He’d played her. He’d let her believe they were the same, that the spiral mark had given them both this impossible power. And she’d been foolish enough to believe it. She should have dug deeper, pressed him harder for the full truth instead of the veiled admissions he’d given her. There was no way out of this now; she’d walked into his trap and revealed her hand, proclaiming herself a Tidecaller in front of all these people.

Tidethief, she heard someone seethe.

False Healer.

Eclipse scum.

Emory threw a furtive glance at the stairs. If she could slip past them, make a run for it…

“Where’s Artem?” a woman asked. “He’s a Regulator, let him deal with her!”

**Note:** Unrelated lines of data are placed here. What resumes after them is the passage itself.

use serde::Serialize;
use std::fmt;

/// A single token borrowed from the source text
///
/// Tokens carry no kind tag: the parser classifies them by content
/// (`(`, `)`, numeric literal, or symbol name).
#[derive(Debug, Clone, Copy, PartialEq, Eq, Serialize)]
pub struct Token<'src> {
    /// Original text of the token
    pub lexeme: &'src str,
    /// Line number where token appears (1-indexed)
    pub line: usize,
    /// Column number where token starts (1-indexed)
    pub column: usize,
}

impl<'src> Token<'src> {
    /// Creates a new token with the given properties
    pub fn new(lexeme: &'src str, line: usize, column: usize) -> Self {
        Token {
            lexeme,
            line,
            column,
        }
    }

    /// Returns the token text
    pub fn as_str(&self) -> &'src str {
        self.lexeme
    }

    /// True for `(`
    pub fn is_open(&self) -> bool {
        self.lexeme == "("
    }

    /// True for `)`
    pub fn is_close(&self) -> bool {
        self.lexeme == ")"
    }
}

impl fmt::Display for Token<'_> {
    fn fmt(&self, f: &mut fmt::Formatter<'_>) -> fmt::Result {
        f.write_str(self.lexeme)
    }
}

impl PartialEq<str> for Token<'_> {
    fn eq(&self, other: &str) -> bool {
        self.lexeme == other
    }
}

impl PartialEq<&str> for Token<'_> {
    fn eq(&self, other: &&str) -> bool {
        self.lexeme == *other
    }
}
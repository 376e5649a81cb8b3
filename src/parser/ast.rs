use serde::{Deserialize, Serialize};
use std::fmt;

/// Numeric literal
#[derive(Debug, Clone, Copy, PartialEq, Serialize, Deserialize)]
#[serde(untagged)]
pub enum Number {
    /// Integer literal
    Int(i64),
    /// Decimal literal
    Float(f64),
}

impl fmt::Display for Number {
    fn fmt(&self, f: &mut fmt::Formatter<'_>) -> fmt::Result {
        match self {
            Number::Int(n) => write!(f, "{}", n),
            // Keep a decimal point so the text reads back as a Float
            Number::Float(x) if x.is_finite() && x.fract() == 0.0 => write!(f, "{:.1}", x),
            Number::Float(x) => write!(f, "{}", x),
        }
    }
}

/// Reserved words that introduce special forms
#[derive(Debug, Clone, Copy, PartialEq, Eq, Hash, Serialize, Deserialize)]
#[serde(rename_all = "lowercase")]
pub enum Keyword {
    /// `(define name value)`
    Define,
    /// `(if condition consequent alternative)`
    If,
    /// `(lambda (params...) body)`
    Lambda,
}

impl Keyword {
    /// Looks up a keyword by its source spelling
    pub fn from_lexeme(lexeme: &str) -> Option<Self> {
        match lexeme {
            "define" => Some(Keyword::Define),
            "if" => Some(Keyword::If),
            "lambda" => Some(Keyword::Lambda),
            _ => None,
        }
    }

    /// Source spelling of the keyword
    pub fn as_str(&self) -> &'static str {
        match self {
            Keyword::Define => "define",
            Keyword::If => "if",
            Keyword::Lambda => "lambda",
        }
    }
}

impl fmt::Display for Keyword {
    fn fmt(&self, f: &mut fmt::Formatter<'_>) -> fmt::Result {
        f.write_str(self.as_str())
    }
}

/// Parsed expression tree
///
/// Serializes to the JSON shape `["+", 3, ["*", 2, 2]]`: numbers as numbers,
/// symbols and keywords as strings, lists as arrays.
#[derive(Debug, Clone, PartialEq, Serialize, Deserialize)]
#[serde(untagged)]
pub enum Expression {
    /// Numeric literal
    Number(Number),
    /// Special-form keyword marker
    Keyword(Keyword),
    /// Name to resolve against an environment
    Symbol(String),
    /// Parenthesized form
    List(Vec<Expression>),
}

impl Expression {
    /// Integer literal expression
    pub fn int(n: i64) -> Self {
        Expression::Number(Number::Int(n))
    }

    /// Symbol expression
    pub fn symbol(name: impl Into<String>) -> Self {
        Expression::Symbol(name.into())
    }

    /// Returns the symbol name, if this is a symbol
    pub fn as_symbol(&self) -> Option<&str> {
        match self {
            Expression::Symbol(name) => Some(name),
            _ => None,
        }
    }

    /// Renders the tree in its JSON shape
    pub fn to_json(&self) -> serde_json::Value {
        match self {
            Expression::Number(Number::Int(n)) => serde_json::Value::from(*n),
            Expression::Number(Number::Float(x)) => serde_json::Value::from(*x),
            Expression::Keyword(kw) => serde_json::Value::from(kw.as_str()),
            Expression::Symbol(name) => serde_json::Value::from(name.as_str()),
            Expression::List(items) => {
                serde_json::Value::Array(items.iter().map(Expression::to_json).collect())
            }
        }
    }
}

impl Drop for Expression {
    fn drop(&mut self) {
        // Flatten nested lists so dropping a deep tree does not recurse
        let Expression::List(items) = self else {
            return;
        };
        if !items.iter().any(|item| matches!(item, Expression::List(_))) {
            return;
        }

        let mut pending = std::mem::take(items);
        while let Some(mut item) = pending.pop() {
            if let Expression::List(children) = &mut item {
                pending.append(children);
            }
        }
    }
}

impl fmt::Display for Expression {
    fn fmt(&self, f: &mut fmt::Formatter<'_>) -> fmt::Result {
        match self {
            Expression::Number(n) => write!(f, "{}", n),
            Expression::Keyword(kw) => write!(f, "{}", kw),
            Expression::Symbol(name) => f.write_str(name),
            Expression::List(items) => {
                f.write_str("(")?;
                for (i, item) in items.iter().enumerate() {
                    if i > 0 {
                        f.write_str(" ")?;
                    }
                    write!(f, "{}", item)?;
                }
                f.write_str(")")
            }
        }
    }
}
//! Arithmetic tools
//!
//! Each operator takes two or more numbers and folds them left to right:
//! `(- 10 3 2)` is `(10 - 3) - 2`. Integer arithmetic is checked.

use crate::error::{Error, Result};
use crate::runtime::Value;
use crate::tools::{require_at_least, require_number, Tool, ToolRegistry};

/// Register math tools
pub fn register(registry: &mut ToolRegistry) {
    registry.register(AddTool);
    registry.register(SubTool);
    registry.register(MulTool);
    registry.register(DivTool);
}

fn fold(
    name: &str,
    args: &[Value],
    step: impl Fn(&Value, &Value) -> Result<Value>,
) -> Result<Value> {
    require_at_least(name, args, 2)?;
    let mut acc = require_number(&args[0])?.clone();
    for arg in &args[1..] {
        acc = step(&acc, require_number(arg)?)?;
    }
    Ok(acc)
}

fn overflow(op: &str) -> Error {
    Error::Overflow { op: op.to_string() }
}

/// Tool for addition
///
/// Usage: `(+ a b ...)`
/// Example: `(+ 3 4 (+ 3 2))` returns `12`
pub struct AddTool;

impl Tool for AddTool {
    fn name(&self) -> &str {
        "+"
    }

    fn description(&self) -> &str {
        "Sum of two or more numbers"
    }

    fn execute(&self, args: &[Value]) -> Result<Value> {
        fold("+", args, |l, r| match (l, r) {
            (Value::Int(l), Value::Int(r)) => {
                l.checked_add(*r).map(Value::Int).ok_or_else(|| overflow("+"))
            }
            _ => Ok(Value::Float(l.as_float()? + r.as_float()?)),
        })
    }
}

/// Tool for subtraction
///
/// Usage: `(- a b ...)`
/// Example: `(- 10 3 2)` returns `5`
pub struct SubTool;

impl Tool for SubTool {
    fn name(&self) -> &str {
        "-"
    }

    fn description(&self) -> &str {
        "First number minus each of the rest"
    }

    fn execute(&self, args: &[Value]) -> Result<Value> {
        fold("-", args, |l, r| match (l, r) {
            (Value::Int(l), Value::Int(r)) => {
                l.checked_sub(*r).map(Value::Int).ok_or_else(|| overflow("-"))
            }
            _ => Ok(Value::Float(l.as_float()? - r.as_float()?)),
        })
    }
}

/// Tool for multiplication
///
/// Usage: `(* a b ...)`
/// Example: `(* -5 -5)` returns `25`
pub struct MulTool;

impl Tool for MulTool {
    fn name(&self) -> &str {
        "*"
    }

    fn description(&self) -> &str {
        "Product of two or more numbers"
    }

    fn execute(&self, args: &[Value]) -> Result<Value> {
        fold("*", args, |l, r| match (l, r) {
            (Value::Int(l), Value::Int(r)) => {
                l.checked_mul(*r).map(Value::Int).ok_or_else(|| overflow("*"))
            }
            _ => Ok(Value::Float(l.as_float()? * r.as_float()?)),
        })
    }
}

/// Tool for division
///
/// Integer division that comes out even stays an integer; anything else
/// produces a float.
///
/// Usage: `(/ a b ...)`
/// Example: `(/ 8 2)` returns `4`, `(/ 7 2)` returns `3.5`
pub struct DivTool;

impl Tool for DivTool {
    fn name(&self) -> &str {
        "/"
    }

    fn description(&self) -> &str {
        "First number divided by each of the rest"
    }

    fn execute(&self, args: &[Value]) -> Result<Value> {
        fold("/", args, |l, r| match (l, r) {
            (_, Value::Int(0)) => Err(Error::DivisionByZero),
            (Value::Int(l), Value::Int(r)) => match l.checked_rem(*r) {
                Some(0) => l.checked_div(*r).map(Value::Int).ok_or_else(|| overflow("/")),
                Some(_) => Ok(Value::Float(*l as f64 / *r as f64)),
                None => Err(overflow("/")),
            },
            _ => {
                let divisor = r.as_float()?;
                if divisor == 0.0 {
                    return Err(Error::DivisionByZero);
                }
                Ok(Value::Float(l.as_float()? / divisor))
            }
        })
    }
}

#[cfg(test)]
mod tests {
    use super::*;
    use crate::error::ErrorCategory;

    fn ints(values: &[i64]) -> Vec<Value> {
        values.iter().copied().map(Value::Int).collect()
    }

    #[test]
    fn test_left_fold() {
        assert_eq!(AddTool.execute(&ints(&[3, 5, 2, 8])).unwrap(), Value::Int(18));
        assert_eq!(SubTool.execute(&ints(&[10, 3, 2])).unwrap(), Value::Int(5));
        assert_eq!(MulTool.execute(&ints(&[2, 3, 4])).unwrap(), Value::Int(24));
        assert_eq!(DivTool.execute(&ints(&[100, 5, 2])).unwrap(), Value::Int(10));
    }

    #[test]
    fn test_inexact_division_is_float() {
        assert_eq!(DivTool.execute(&ints(&[7, 2])).unwrap(), Value::Float(3.5));
    }

    #[test]
    fn test_mixed_operands() {
        let args = vec![Value::Int(1), Value::Float(0.5)];
        assert_eq!(AddTool.execute(&args).unwrap(), Value::Float(1.5));
    }

    #[test]
    fn test_division_by_zero() {
        assert_eq!(
            DivTool.execute(&ints(&[8, 0])).unwrap_err(),
            Error::DivisionByZero
        );
        let args = vec![Value::Float(1.0), Value::Float(0.0)];
        assert_eq!(DivTool.execute(&args).unwrap_err(), Error::DivisionByZero);
    }

    #[test]
    fn test_overflow() {
        let err = AddTool.execute(&ints(&[i64::MAX, 1])).unwrap_err();
        assert_eq!(err.category(), ErrorCategory::Arithmetic);
        let err = DivTool.execute(&ints(&[i64::MIN, -1])).unwrap_err();
        assert_eq!(err.category(), ErrorCategory::Arithmetic);
    }

    #[test]
    fn test_arity_and_type() {
        let err = AddTool.execute(&ints(&[1])).unwrap_err();
        assert_eq!(err.category(), ErrorCategory::ArityOrType);

        let err = AddTool.execute(&[Value::Int(1), Value::Bool(true)]).unwrap_err();
        assert_eq!(
            err,
            Error::TypeError {
                expected: "number".to_string(),
                got: "bool".to_string()
            }
        );
    }
}
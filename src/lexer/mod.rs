//! Lexical analysis
//!
//! Converts source text into a stream of tokens. Parentheses are always
//! standalone tokens; everything else is split on whitespace.

mod sexpr_scanner;
mod token;

pub use sexpr_scanner::{tokenize, SExprScanner};
pub use token::Token;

Some of the Selenics echoed their agreement. Emory’s veins filled with ice, her breath coming in shallow bursts. She took a step back, blinking furiously as black spots gathered at the edge of her vision. She needed to get out of here, needed to—

Keiran’s fingers wrapped around her wrist. “Wait. Trust me.”

Artem stepped up to the front of the crowd, slipping his mask off. There was a look of complete authority about him—a Regulator, here to bring her to the Institute where she’d be branded with the Unhallowed Seal.

Emory wrenched free from Keiran’s grasp. She wouldn’t be so naive as to trust him again. She headed for the stairs.

“Don’t go anywhere.”

Artem’s words were laced with such command that Emory froze. Slowly, she turned to him. Power thrummed from him—Glamour magic, she realized, the power of compulsion he wielded under the waxing crescent’s might.

He was compelling her with it.

“Artie,” Keiran said tightly. “Let’s not be rash about this.”

“Rules are rules, Keir,” Artem spat. “And Eclipse-born who lie about their alignment is one of the biggest offenses there is.”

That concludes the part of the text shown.